The remainder of this paper is structured as follows. The next section introduces notations and preliminaries needed in this paper. Section III analyses the potential of different MCT decompositions, followed by Section IV presenting our method for design space exploration which determines optimized mappings for MCT gates. Experimental results are presented in Section V. Finally, the paper is concluded in Section VI.

#### II. BACKGROUND AND PRELIMINARIES

To keep the paper self-contained, this section briefly introduces the basics of reversible and quantum circuits.

## A. Reversible Functions and Circuits

A multi-output Boolean function  $f: \{0,1\}^n \to \{0,1\}^n$  is called *reversible* if f is *bijective*, i.e., if each input pattern is mapped to a unique output pattern and vice versa.

Reversible functions on n inputs are realized by reversible circuits consisting of at least n lines (carrying binary values). These reversible circuits are cascades of reversible gates belonging to a particular gate library, with no fan-out or feedback. The most popular gate library is given by multiplecontrolled Toffoli (MCT) gates which are defined as follows:

Definition 1 (Multiple-Controlled Toffoli gate): Given a set of circuit lines  $X = \{x_1, x_2, \ldots, x_n\}$ , an *m*-controlled Toffoli gate T(C;t) is given by a possibly empty set of control lines  $C = \{x_{c_1}, \ldots, x_{c_m}\} \subset X$  (where |C| = m), and a target line  $t \in X \setminus C$ . On the target line, the gate performs the mapping  $t \mapsto t \oplus (x_{c_1} \land \ldots \land x_{c_m})$ , i.e. the target line is inverted if, and only if, all control lines are in the 1-state. All other lines pass through unaltered.

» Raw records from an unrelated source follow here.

pub mod cache;
pub mod file;
pub mod http;

use serde::{Deserialize, Serialize};
use thiserror::Error;

use crate::models::{Granularity, Track};
use crate::periods::period_granularity;

pub use cache::{Cache, CachedStore, MemoryCache};
pub use file::FileStore;
pub use http::HttpStore;

/// Every variant means the same thing to callers: the data is unavailable.
#[derive(Error, Debug)]
pub enum StoreError {
    #[error("Data unavailable: failed to read {path}: {source}")]
    Io {
        path: String,
        #[source]
        source: std::io::Error,
    },
    #[error("Data unavailable: request to {url} failed: {message}")]
    Http { url: String, message: String },
    #[error("Data unavailable: malformed payload from {origin}: {source}")]
    Parse {
        origin: String,
        #[source]
        source: serde_json::Error,
    },
    #[error("Data unavailable: '{period}' is not a {granularity} period")]
    InvalidPeriod {
        period: String,
        granularity: Granularity,
    },
}

pub type Result<T> = std::result::Result<T, StoreError>;

/// Read side of a listening-history store.
///
/// Data is either one flat track list or per-period track lists keyed by
/// `YYYY-MM` / `YYYY`.
pub trait TrackSource {
    fn fetch_all_tracks(&self) -> Result<Vec<Track>>;
    fn fetch_periods(&self, granularity: Granularity) -> Result<Vec<String>>;
    fn fetch_period_tracks(&self, granularity: Granularity, period: &str) -> Result<Vec<Track>>;
}

impl<S: TrackSource + ?Sized> TrackSource for Box<S> {
    fn fetch_all_tracks(&self) -> Result<Vec<Track>> {
        (**self).fetch_all_tracks()
    }

    fn fetch_periods(&self, granularity: Granularity) -> Result<Vec<String>> {
        (**self).fetch_periods(granularity)
    }

    fn fetch_period_tracks(&self, granularity: Granularity, period: &str) -> Result<Vec<Track>> {
        (**self).fetch_period_tracks(granularity, period)
    }
}

/// `tracks.json`: the flat, all-time track list.
#[derive(Debug, Clone, Serialize, Deserialize, Default)]
pub struct TracksFile {
    /// Name of the first history file the data was built from.
    #[serde(default)]
    pub already_loaded: Option<String>,
    pub data: Vec<Track>,
}

/// `periods/<granularity>/<period>.json`
#[derive(Debug, Clone, Serialize, Deserialize, Default)]
pub struct PeriodFile {
    pub data: Vec<Track>,
}

/// Relative locations of the store layout, shared by file and HTTP stores.
pub mod layout {
    use crate::models::Granularity;

    pub const TRACKS: &str = "tracks.json";

    pub fn periods_index(granularity: Granularity) -> String {
        format!("periods/{granularity}/index.json")
    }

    pub fn period(granularity: Granularity, period: &str) -> String {
        format!("periods/{granularity}/{period}.json")
    }
}

/// Reject keys that don't belong to `granularity` before they reach a path or URL.
pub(crate) fn check_period(granularity: Granularity, period: &str) -> Result<()> {
    if period_granularity(period) == Some(granularity) {
        Ok(())
    } else {
        Err(StoreError::InvalidPeriod {
            period: period.to_string(),
            granularity,
        })
    }
}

*Example 1:* An MCT gate with no control line always inverts the target line and is thus the well-known *NOT gate*. An MCT gate with a single control line is called a *controlled-NOT (CNOT) gate*. The case of two control lines is the original *Toffoli* gate.

When drawing reversible and quantum circuits, a  $\bigoplus$  indicates the target line and  $\bullet$  to indicate the control connection of an MCT gate. For instance, the left-hand side of Fig. 1a represents a (2-controlled) Toffoli gate.

## B. Quantum Circuits

A quantum circuit is a model of quantum computation representing a sequence of quantum operations [1]. Each operation is represented by a quantum gate and the circuit is a cascade of quantum gates where the circuit lines represent the *qubits (quantum bits)* of a quantum system.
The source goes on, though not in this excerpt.